Segundo dados do Sebrae, cerca de 30% das empresas brasileiras operam em desequilíbrio financeiro, condição que frequentemente antecede a inadimplência formal. O alerta dos especialistas é claro: o maior risco não está na dívida em si, mas na falta de controle sobre ela.
O perigo da falta de clareza
De acordo com Marcos Pelozato, advogado, contador e especialista em reestruturação empresarial, o problema começa quando o gestor perde a visão sobre números, contratos e obrigações futuras.
“Quando a dívida aperta, muitos empresários passam a decidir no escuro. Sem diagnóstico, qualquer movimento vira reação, não estratégia”, afirma.
Essa falta de clareza enfraquece negociações e aumenta a vulnerabilidade da empresa, já que muitas sequer sabem exatamente quanto devem, para quem devem e em quais condições.
Reorganização financeira: passos práticos
Para retomar o controle, é preciso método. Pelozato destaca etapas fundamentais:
- Mapear o passivo completo
- Separar dívidas operacionais, bancárias e tributárias
- Revisar contratos e condições de crédito
- Entender direitos e obrigações antes de negociar
Esse processo devolve previsibilidade ao negócio e transforma a dívida em um número controlável, em vez de um peso emocional.
O contexto macroeconômico
Dados do Banco Central mostram que o custo do crédito permaneceu elevado em 2024 e 2025, reduzindo a margem para improviso. Empresas sem organização tendem a aceitar renegociações desfavoráveis ou recorrer a soluções emergenciais que comprometem ainda mais o futuro.
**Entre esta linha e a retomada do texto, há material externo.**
/// The protocol manager: peer registry, message dispatch and propagation
/// policy. Bridges the network transport to the pool, the fetcher and the
/// sync layer.
pub struct NetworkManager {
    config: NetworkConfig,
    spec: Arc<ChainSpec>,
    provider: Arc<dyn BlockProvider>,
    /// Content-addressed node store for serving `GetNodeData`.
    state_nodes: Arc<dyn TrieDb>,
    pool: Arc<TxPool>,
    peers: Arc<PeerSet>,
    fetch: FetchClient,
    fetcher_tx: mpsc::UnboundedSender<FetcherCommand>,
    /// Sessions that completed transport setup but not yet the `Status`
    /// exchange.
    pending_handshakes: Mutex<HashMap<PeerId, (BtpVersion, Session)>>,
}

impl std::fmt::Debug for NetworkManager {
    fn fmt(&self, f: &mut std::fmt::Formatter<'_>) -> std::fmt::Result {
        f.debug_struct("NetworkManager").field("peers", &self.peers.len()).finish_non_exhaustive()
    }
}

impl NetworkManager {
    /// Assembles the manager. The returned [`FetchClient`] serves the
    /// downloaders; fetcher commands drain into `fetcher_tx`.
    pub fn new(
        config: NetworkConfig,
        spec: Arc<ChainSpec>,
        provider: Arc<dyn BlockProvider>,
        state_nodes: Arc<dyn TrieDb>,
        pool: Arc<TxPool>,
        fetcher_tx: mpsc::UnboundedSender<FetcherCommand>,
    ) -> Self {
        let peers = PeerSet::new();
        let fetch = FetchClient::new(Arc::clone(&peers));
        Self {
            config,
            spec,
            provider,
            state_nodes,
            pool,
            peers,
            fetch,
            fetcher_tx,
            pending_handshakes: Mutex::new(HashMap::new()),
        }
    }

    /// The peer registry.
    pub fn peers(&self) -> &Arc<PeerSet> {
        &self.peers
    }

    /// The request/response client used by the downloaders.
    pub fn fetch_client(&self) -> FetchClient {
        self.fetch.clone()
    }

    /// The local `Status` at the current head.
    pub fn local_status(&self, version: BtpVersion) -> Status {
        let head = self.local_head();
        Status {
            version: version.into(),
            network_id: self.config.network_id,
            total_difficulty: head.total_difficulty,
            head: head.hash,
            genesis: self.spec.genesis_hash(),
            fork_id: version.has_fork_id().then(|| self.spec.fork_id(&head)),
        }
    }

    fn local_head(&self) -> Head {
        match self.provider.chain_info() {
            Ok(info) => Head {
                number: info.best_number,
                hash: info.best_hash,
                difficulty: U256::ZERO,
                total_difficulty: info.total_difficulty,
                timestamp: 0,
            },
            Err(_) => Head::default(),
        }
    }

    /// Drives one event through the dispatch table.
    pub fn handle_event(&self, event: PeerEvent) {
        match event {
            PeerEvent::SessionEstablished { peer_id, version, session } => {
                self.on_session_established(peer_id, version, session)
            }
            PeerEvent::SessionClosed { peer_id } => {
                self.pending_handshakes.lock().remove(&peer_id);
                self.peers.remove(&peer_id);
            }
            PeerEvent::Message { peer_id, message } => self.on_message(peer_id, message),
        }
    }

    /// Expires overdue requests. The run loop calls this on a coarse
    /// interval.
    pub fn on_tick(&self) {
        self.fetch.tick(Instant::now());
    }

    /// Consumes transport events until the channel closes.
    pub async fn run(self: Arc<Self>, mut events: mpsc::UnboundedReceiver<PeerEvent>) {
        let mut interval = tokio::time::interval(Duration::from_secs(1));
        loop {
            tokio::select! {
                event = events.recv() => match event {
                    Some(event) => self.handle_event(event),
                    None => return,
                },
                _ = interval.tick() => self.on_tick(),
            }
        }
    }

    fn on_session_established(&self, peer_id: PeerId, version: BtpVersion, session: Session) {
        if self.peers.len() + self.pending_handshakes.lock().len() >= self.config.max_peers {
            debug!(target: "network", %peer_id, "Rejecting session: too many peers");
            return
        }
        // the Status exchange opens every session
        session.send(BtpMessage::Status(self.local_status(version)));
        self.pending_handshakes.lock().insert(peer_id, (version, session));
    }

    fn on_message(&self, peer_id: PeerId, message: BtpMessage) {
        // the first message on a fresh session must be the status
        if let Some((version, session)) = self.pending_handshakes.lock().remove(&peer_id) {
            match message {
                BtpMessage::Status(status) => {
                    match self.validate_status(&status) {
                        Ok(()) => {
                            let peer = Peer::new(
                                session,
                                version,
                                status.head,
                                status.total_difficulty,
                            );
                            self.peers.insert(peer_id, peer);
                        }
                        Err(err) => {
                            debug!(target: "network", %peer_id, %err, "Handshake rejected");
                            metrics::counter!("network.handshake_failures").increment(1);
                        }
                    }
                }
                _ => {
                    debug!(target: "network", %peer_id, "Peer spoke before handshake");
                }
            }
            return
        }

        if !self.peers.contains(&peer_id) {
            trace!(target: "network", %peer_id, "Message from unknown peer");
            return
        }

        match message {
            BtpMessage::Status(_) => {
                // a second status is a protocol violation
                self.peers.strike(&peer_id);
            }
            BtpMessage::NewBlockHashes(NewBlockHashes(announces)) => {
                for BlockHashNumber { hash, number } in announces {
                    self.peers.with_peer(&peer_id, |peer| peer.mark_block(hash));
                    let _ = self.fetcher_tx.send(FetcherCommand::Announced {
                        peer: peer_id,
                        hash,
                        number,
                    });
                }
            }
            BtpMessage::NewBlock(new_block) => {
                let NewBlock { block, total_difficulty } = *new_block;
                let block = block.seal_slow();
                self.peers.with_peer(&peer_id, |peer| {
                    peer.mark_block(block.hash());
                    peer.update_head(block.hash(), total_difficulty);
                });
                let _ =
                    self.fetcher_tx.send(FetcherCommand::Block { peer: peer_id, block });
            }
            BtpMessage::Transactions(Transactions(txs)) => {
                self.peers.with_peer(&peer_id, |peer| {
                    for tx in &txs {
                        peer.mark_tx(tx.hash());
                    }
                });
                let outcomes = self.pool.add_transactions(txs, false);
                let invalid = outcomes
                    .iter()
                    .filter(|outcome| {
                        matches!(outcome, Err(rbtp_txpool::PoolError::InvalidSender))
                    })
                    .count();
                if invalid > 0 {
                    self.peers.strike(&peer_id);
                }
            }
            BtpMessage::GetBlockHeaders(request) => {
                let headers = self.serve_headers(request);
                self.respond(peer_id, BtpMessage::BlockHeaders(BlockHeaders(headers)));
            }
            BtpMessage::GetBlockBodies(request) => {
                let bodies = request
                    .0
                    .into_iter()
                    .take(MAX_BODIES_SERVE)
                    .filter_map(|hash| self.provider.block_body(hash).ok().flatten())
                    .collect();
                self.respond(peer_id, BtpMessage::BlockBodies(BlockBodies(bodies)));
            }
            BtpMessage::GetNodeData(request) => {
                let nodes = request
                    .0
                    .into_iter()
                    .take(MAX_NODE_DATA_SERVE)
                    .filter_map(|hash| self.state_nodes.node(hash).map(Into::into))
                    .collect();
                self.respond(peer_id, BtpMessage::NodeData(NodeData(nodes)));
            }
            BtpMessage::GetReceipts(request) => {
                let receipts = request
                    .0
                    .into_iter()
                    .take(MAX_RECEIPTS_SERVE)
                    .map(|hash| {
                        self.provider
                            .receipts(hash)
                            .ok()
                            .flatten()
                            .unwrap_or_default()
                            .into_iter()
                            .map(|receipt| receipt.with_bloom())
                            .collect()
                    })
                    .collect();
                self.respond(peer_id, BtpMessage::Receipts(Receipts(receipts)));
            }
            response @ (BtpMessage::BlockHeaders(_) |
            BtpMessage::BlockBodies(_) |
            BtpMessage::NodeData(_) |
            BtpMessage::Receipts(_)) => {
                if !self.fetch.on_response(peer_id, &response) {
                    trace!(target: "network", %peer_id, "Unsolicited response");
                    self.peers.strike(&peer_id);
                }
            }
        }
    }

    fn validate_status(&self, status: &Status) -> Result<(), HandshakeError> {
        if status.network_id != self.config.network_id {
            return Err(HandshakeError::NetworkId {
                theirs: status.network_id,
                ours: self.config.network_id,
            })
        }
        if status.genesis != self.spec.genesis_hash() {
            return Err(HandshakeError::Genesis)
        }
        if let Some(fork_id) = status.fork_id {
            let filter = self.spec.fork_filter(self.local_head());
            filter.validate(fork_id)?;
        }
        Ok(())
    }

    fn respond(&self, peer_id: PeerId, message: BtpMessage) {
        self.peers.with_peer(&peer_id, |peer| peer.send(message));
    }

    fn serve_headers(&self, request: GetBlockHeaders) -> Vec<rbtp_primitives::Header> {
        let limit = request.limit.min(MAX_HEADERS_SERVE);
        let mut headers = Vec::new();

        let mut number = match request.start_block {
            BlockHashOrNumber::Hash(hash) => {
                match self.provider.header(hash).ok().flatten() {
                    Some(header) => header.number,
                    None => return headers,
                }
            }
            BlockHashOrNumber::Number(number) => number,
        };

        let step = request.skip + 1;
        for _ in 0..limit {
            let Some(header) = self.provider.header_by_number(number).ok().flatten() else {
                break
            };
            headers.push(header);
            match request.direction {
                HeadersDirection::Rising => number += step,
                HeadersDirection::Falling => match number.checked_sub(step) {
                    Some(next) => number = next,
                    None => break,
                },
            }
        }
        headers
    }

    // === propagation policy ===

    /// Propagates a freshly imported block: the full block to `√peers`,
    /// a hash announcement to the rest.
    pub fn propagate_block(&self, block: &SealedBlock, total_difficulty: U256) {
        let hash = block.hash();
        let unaware: Vec<PeerId> = {
            let mut ids = Vec::new();
            self.peers.for_each(|peer_id, peer| {
                if !peer.knows_block(&hash) {
                    ids.push(*peer_id);
                }
            });
            ids
        };
        if unaware.is_empty() {
            return
        }

        let direct = (unaware.len() as f64).sqrt().ceil() as usize;
        let full_block = NewBlock {
            block: block.clone().unseal(),
            total_difficulty,
        };
        let announce = NewBlockHashes(vec![BlockHashNumber { hash, number: block.number }]);

        for (index, peer_id) in unaware.iter().enumerate() {
            self.peers.with_peer(peer_id, |peer| {
                peer.mark_block(hash);
                if index < direct {
                    peer.send(BtpMessage::NewBlock(Box::new(full_block.clone())))
                } else {
                    peer.send(BtpMessage::NewBlockHashes(announce.clone()))
                }
            });
        }
        trace!(target: "network", %hash, direct, announced = unaware.len() - direct, "Propagated block");
    }

    /// Sends transactions to every peer not already known to have them,
    /// preserving per-sender nonce order.
    pub fn propagate_transactions(&self, txs: &[Arc<TransactionSignedEcRecovered>]) {
        let mut by_peer: HashMap<PeerId, Vec<rbtp_primitives::TransactionSigned>> =
            HashMap::new();
        self.peers.for_each(|peer_id, peer| {
            for tx in txs {
                if !peer.knows_tx(&tx.hash()) {
                    peer.mark_tx(tx.hash());
                    by_peer.entry(*peer_id).or_default().push((**tx).clone().into_signed());
                }
            }
        });
        for (peer_id, txs) in by_peer {
            self.respond(peer_id, BtpMessage::Transactions(Transactions(txs)));
        }
    }
}
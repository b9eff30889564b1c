use crate::consensus::{Consensus, ConsensusError};
use rbtp_primitives::{Header, SealedBlock, SealedHeader, U256};
use rbtp_trie::StateDb;
use std::sync::atomic::{AtomicBool, Ordering};

/// A [`Consensus`] that accepts everything unless told to fail.
#[derive(Debug, Default)]
pub struct TestConsensus {
    /// Whether header/block validation should fail.
    fail_validation: AtomicBool,
    /// Whether seal verification should fail.
    fail_seal: AtomicBool,
}

impl TestConsensus {
    /// Makes all validation calls fail.
    pub fn set_fail_validation(&self, fail: bool) {
        self.fail_validation.store(fail, Ordering::SeqCst);
    }

    /// Makes seal verification fail.
    pub fn set_fail_seal(&self, fail: bool) {
        self.fail_seal.store(fail, Ordering::SeqCst);
    }

    fn validation_result(&self) -> Result<(), ConsensusError> {
        if self.fail_validation.load(Ordering::SeqCst) {
            Err(ConsensusError::InvalidSeal)
        } else {
            Ok(())
        }
    }
}

impl Consensus for TestConsensus {
    fn validate_header(&self, _header: &SealedHeader) -> Result<(), ConsensusError> {
        self.validation_result()
    }

    fn validate_header_against_parent(
        &self,
        _header: &SealedHeader,
        _parent: &SealedHeader,
    ) -> Result<(), ConsensusError> {
        self.validation_result()
    }

    fn validate_seal(&self, _header: &SealedHeader) -> Result<(), ConsensusError> {
        if self.fail_seal.load(Ordering::SeqCst) {
            Err(ConsensusError::InvalidSeal)
        } else {
            Ok(())
        }
    }

    fn validate_block(&self, _block: &SealedBlock) -> Result<(), ConsensusError> {
        self.validation_result()
    }

    fn calc_difficulty(&self, parent: &SealedHeader, _timestamp: u64) -> U256 {
        parent.difficulty
    }

    fn finalize(
        &self,
        _header: &Header,
        _ommers: &[Header],
        _state: &mut StateDb,
    ) -> Result<(), ConsensusError> {
        Ok(())
    }
}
Recuperar o comando, não apenas pagar dívidas
Retomar o controle financeiro não significa eliminar dívidas de imediato, mas sim recuperar a capacidade de decisão.
“A empresa continua respirando quando há estratégia. Organização, negociação técnica e clareza sobre o cenário financeiro permitem atravessar períodos de aperto sem perder o comando”, conclui Pelozato.
O futuro das empresas brasileiras
Em um ambiente de crédito restritivo e pressão crescente sobre o caixa, especialistas avaliam que a capacidade de leitura financeira e negociação estruturada será determinante para a sobrevivência e a retomada sustentável das empresas nos próximos anos.